(Saved data entries)
──────────────────────────────
use serde::{Deserialize, Serialize};

use crate::models::domain::{FreelancerProfile, Tier};

/// Response for the predict endpoint
///
/// `percentage` is pre-rounded to one decimal; `profile` echoes the validated
/// input so clients can render a summary of what was scored.
#[derive(Debug, Clone, Serialize, Deserialize)]
pub struct PredictResponse {
    pub percentage: f64,
    pub tier: Tier,
    #[serde(rename = "estimatedViaFallback")]
    pub estimated_via_fallback: bool,
    pub profile: FreelancerProfile,
}

/// Health check response
#[derive(Debug, Clone, Serialize, Deserialize)]
pub struct HealthResponse {
    pub status: String,
    pub version: String,
    #[serde(rename = "modelLoaded")]
    pub model_loaded: bool,
    #[serde(rename = "modelFeatures")]
    pub model_features: usize,
    pub timestamp: chrono::DateTime<chrono::Utc>,
}

/// Model metadata response
#[derive(Debug, Clone, Serialize, Deserialize)]
pub struct ModelInfoResponse {
    #[serde(rename = "featureCount")]
    pub feature_count: usize,
    #[serde(rename = "featureNames")]
    pub feature_names: Vec<String>,
}

/// Error response
#[derive(Debug, Clone, Serialize, Deserialize)]
pub struct ErrorResponse {
    pub error: String,
    pub message: String,
    pub status_code: u16,
}
//! Default keyboard shortcuts
//!
//! Seeded into every new session; user updates merge on top.

use super::shortcuts::ShortcutMap;

/// Create the default shortcut table
pub fn default_shortcuts() -> ShortcutMap {
    let mut map = ShortcutMap::new();

    map.bind("ctrl+k", "search");
    map.bind("ctrl+n", "new-chat");
    map.bind("ctrl+shift+a", "new-ai-chat");
    map.bind("escape", "close-modal");
    map.bind("ctrl+,", "settings");
    map.bind("ctrl+/", "shortcuts-help");

    map
}
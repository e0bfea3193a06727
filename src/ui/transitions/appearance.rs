use crate::data::StorageKey;
use crate::ui::action::Action;
use crate::ui::appearance::Theme;
use crate::ui::context::TransitionContext;
use crate::ui::effect::Effect;
use crate::ui::state::UiState;

impl UiState {
    pub(super) fn handle_appearance_action(
        &mut self,
        action: Action,
        ctx: &TransitionContext<'_>,
        effects: &mut Vec<Effect>,
    ) {
        match action {
            Action::SetTheme(theme) => {
                self.theme = theme;
                effects.push(Effect::persist(StorageKey::Theme, theme.as_str()));
            }
            Action::ToggleTheme => {
                self.theme = self.theme.toggled();
                effects.push(Effect::persist(StorageKey::Theme, self.theme.as_str()));
            }
            Action::SyncThemeWithUserSettings(remote) => {
                // A locally stored choice always wins over the account setting
                if ctx.is_persisted(StorageKey::Theme) {
                    return;
                }
                if let Some(dark) = remote.dark_mode {
                    self.theme = Theme::from_dark_flag(dark);
                }
            }
            Action::SetLanguage(language) => {
                effects.push(Effect::persist(StorageKey::Language, language.clone()));
                self.language = language;
            }
            Action::UpdatePreferences(patch) => {
                self.preferences.merge(patch);
                effects.push(Effect::persist(
                    StorageKey::Preferences,
                    self.preferences.to_json(),
                ));
            }
            _ => {}
        }
    }
}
──────────────────────────────
Your answer should be the lines above that contain the word "struct", copied out.

SOLVED EXERCISE =
pub struct PredictResponse {
pub struct HealthResponse {
pub struct ModelInfoResponse {
pub struct ErrorResponse {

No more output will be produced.